4月21日(火) 暴走を阻止する平和運動の課題 [論攷]


〔下記の論攷は、『婦民新聞』第1488号、2015年4月10日号、に掲載されたものです。〕

 二月十一日、都庁支部の支部総会で、五十嵐仁さん(元法政大学教授)が「安倍政権の行方と平和運動の課題」と題して行なった講演を紹介します。

 安倍首相が目指すのは新しい「富国強兵」政策。アベノミクスで経済を立て直し、そこで得た富を使って強兵―軍事力・安全保障面での発言力を高めて世界で大きな顔をしたいというもの。そのために、改憲と集団的自衛権行使によってアメリカとともに戦争できる国をつくろうとしている。
 改憲・集団的自衛権行使容認の「この道」を進もうとした矢先に起きたのが、IS(イスラム国)による日本人の人質殺害事件だった。安倍首相はこれに便乗して軍事力を強化しようとしているが、反面、その道がいかに危険かを国民に示すことにもなった。
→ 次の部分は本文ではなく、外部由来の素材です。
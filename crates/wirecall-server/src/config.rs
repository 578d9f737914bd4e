//! Server configuration.

use std::net::SocketAddr;

/// Tunables for both listeners.
#[derive(Debug, Clone)]
pub struct ServerConfig {
    /// Channel (WebSocket) listener address.
    pub bind_address: SocketAddr,
    /// Optional HTTP ingress address for request/response traffic.
    pub http_address: Option<SocketAddr>,
    /// Path the HTTP ingress answers on.
    pub rpc_path: String,
    /// Largest accepted HTTP body, in bytes.
    pub max_body_size: usize,
    /// Frames buffered per channel between the hub and a slow writer.
    pub channel_buffer_size: usize,
    /// Suppress `rpc.on`/`rpc.off` and skip hub registration entirely.
    pub disable_internal_methods: bool,
}

impl Default for ServerConfig {
    fn default() -> Self {
        Self {
            bind_address: SocketAddr::from(([127, 0, 0, 1], 9464)),
            http_address: None,
            rpc_path: "/rpc".to_string(),
            max_body_size: 1024 * 1024,
            channel_buffer_size: 128,
            disable_internal_methods: false,
        }
    }
}
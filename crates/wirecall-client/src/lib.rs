//! # wirecall-client
//!
//! JSON-RPC 2.0 request/response client over HTTP POST: single calls,
//! notifications, array- and object-style batches, and per-call bearer
//! credentials. Every failure, whether the responder's or the transport's,
//! comes back as one [`RpcError`] shape.
//!
//! ```rust,no_run
//! use wirecall_client::RpcClient;
//! use wirecall_jsonrpc::RequestParams;
//! use serde_json::json;
//!
//! # async fn run() -> Result<(), wirecall_jsonrpc::RpcError> {
//! let client = RpcClient::from_url("http://127.0.0.1:9464/rpc")?;
//! let sum = client
//!     .call("add", RequestParams::from_value(json!({"a": 1, "b": 2})))
//!     .await?;
//! assert_eq!(sum, json!(3));
//! # Ok(())
//! # }
//! ```

pub mod client;
pub mod config;
pub mod surface;

pub use client::{BatchCall, CallOptions, ClientStats, RpcClient};
pub use config::{ClientConfig, TimeoutConfig};
pub use surface::{MethodSurface, RemoteMethod};

pub use wirecall_jsonrpc::{RequestId, RequestParams, RpcError};
//! Channel driver: one task per accepted connection.
//!
//! The driver multiplexes two sources onto the socket: replies to the
//! peer's own traffic and push frames from the emission hub. Pushes are
//! pre-serialized by the hub and written verbatim; they never pass
//! through the dispatcher.

use std::net::SocketAddr;
use std::sync::Arc;

use futures::{SinkExt, StreamExt};
use tokio::net::TcpStream;
use tokio::sync::mpsc;
use tokio_tungstenite::accept_async;
use tokio_tungstenite::tungstenite::Message;
use tokio_tungstenite::tungstenite::protocol::CloseFrame;
use tokio_tungstenite::tungstenite::protocol::frame::coding::CloseCode;
use tracing::{debug, info, warn};

use wirecall_jsonrpc::Dispatcher;

use crate::hub::EmissionHub;
use crate::internal;

pub(crate) async fn drive(
    stream: TcpStream,
    peer: SocketAddr,
    base: Arc<Dispatcher>,
    hub: Option<Arc<EmissionHub>>,
) {
    let ws = match accept_async(stream).await {
        Ok(ws) => ws,
        Err(err) => {
            warn!(%peer, "handshake failed: {err}");
            return;
        }
    };

    // With a hub present the channel gets its own subscription methods as
    // an overlay on the shared registry, plus the receiving end of its
    // push pipe. Without one, the shared dispatcher is used as-is.
    let (channel, mut pushes, dispatcher) = match &hub {
        Some(hub) => {
            let (channel, receiver) = hub.register().await;
            let overlay = internal::internal_registry(Arc::clone(hub), channel.clone());
            let dispatcher = base.overlaid(Arc::new(overlay));
            (Some(channel), Some(receiver), dispatcher)
        }
        None => (None, None, base.as_ref().clone()),
    };

    info!(%peer, channel = channel.as_deref().unwrap_or("-"), "channel open");

    let (mut sink, mut reader) = ws.split();
    let mut close_sent = false;

    loop {
        tokio::select! {
            // Traffic from the peer
            incoming = reader.next() => {
                match incoming {
                    Some(Ok(Message::Text(text))) => {
                        let Some(frame) = dispatcher.dispatch_text(text.as_str()).await else {
                            // Notifications and empty batches get no reply.
                            continue;
                        };
                        let json = match frame.to_json() {
                            Ok(json) => json,
                            Err(err) => {
                                warn!(%peer, "reply unserializable: {err}");
                                continue;
                            }
                        };
                        if let Err(err) = sink.send(Message::text(json)).await {
                            debug!(%peer, "write failed: {err}");
                            break;
                        }
                    }
                    Some(Ok(Message::Binary(_))) => {
                        debug!(%peer, "ignoring binary frame");
                    }
                    Some(Ok(Message::Ping(_))) => {
                        // The transport queues the pong itself.
                    }
                    Some(Ok(Message::Pong(_) | Message::Frame(_))) => {}
                    Some(Ok(Message::Close(_))) => {
                        close_sent = true;
                        break;
                    }
                    Some(Err(err)) => {
                        debug!(%peer, "read failed: {err}");
                        break;
                    }
                    None => {
                        close_sent = true;
                        break;
                    }
                }
            }

            // Push frames for this channel's subscriptions
            push = recv_push(&mut pushes) => {
                match push {
                    Some(frame) => {
                        if let Err(err) = sink.send(Message::text(frame)).await {
                            debug!(%peer, "push write failed: {err}");
                            break;
                        }
                    }
                    // The hub dropped this channel; regular traffic
                    // continues without pushes.
                    None => pushes = None,
                }
            }
        }
    }

    if let (Some(hub), Some(channel)) = (&hub, &channel) {
        hub.deregister(channel).await;
    }
    if !close_sent {
        let _ = sink
            .send(Message::Close(Some(CloseFrame {
                code: CloseCode::Normal,
                reason: "".into(),
            })))
            .await;
    }
    let _ = sink.close().await;
    info!(%peer, "channel closed");
}

/// Pending forever once the push pipe is gone, so the select loop keeps
/// serving peer traffic.
async fn recv_push(pushes: &mut Option<mpsc::Receiver<String>>) -> Option<String> {
    match pushes {
        Some(receiver) => receiver.recv().await,
        None => std::future::pending().await,
    }
}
平和国家としてあり続けるか、安倍首相の目論む「海外で戦争できる国」に変わるのか。その歴史的分岐点が二〇一五年だ。
 これまで日本はテロ組織の標的になることは少なかった。それは平和国家としてのイメージと信頼があったからだ。これは戦後七十年かけて培ってきた国際社会での日本の資産だと言える。
 それをもたらしたのは戦争への反省だった。多くの国民が命を失って手に入れた平和憲法であり九条だ。ところが、自衛隊のイラク派遣から、そのイメージは変わり始めた。
 このようななかで、改憲がスケジュールに上ってきた。さし当り九条以外の環境権や緊急事態条項など一致できるところから段階的に進めようとしている。憲法審査会の再開、改憲試案のとりまとめ、参院選での三分の二以上の議席確保、国民投票へという目論見だ。
 「戦争する国」づくりに向けての既成事実化が進んでいる。集団的自衛権行使容認の法制化が後半国会の焦点になる。自衛隊の「戦力」化や在日米軍基地の強化、特に辺野古新基地建設が強行されている。
 しかし、国民は事実を知らされていない。世論対策や情報統制でマスコミの自粛ムードが拡大しているからだ。教育による「戦争する心」作りも始まり、愛国心の涵養、教育委員会や教科書への介入、道徳の教科化などが進められている。
 このような攻撃が強まれば反発や抵抗も大きくなる。国民は不安や危惧を抱くようになり、世論が変わりはじめた。
 草の根での「共同」も広がり、多様な運動が拡大している。自民党による改憲国民運動との草の根での対決も始まった。一斉地方選挙は参院選の前哨戦だ。日本会議所属議員を落選させ、護憲勢力を増やす必要がある。
 事実を知り、教訓を学び、正しい情報を発信しよう。女性の口コミは大きな武器になる。できる範囲で可能な形で行動することだ。身を置くことで頭数は増やせる。
 若者と女性のエネルギーを最大限に発揮し、高齢者の知恵と経験を生かしてほしい。九条を守り平和国家・日本を次の世代に手渡すことが、今を生きる私たちの責任だ。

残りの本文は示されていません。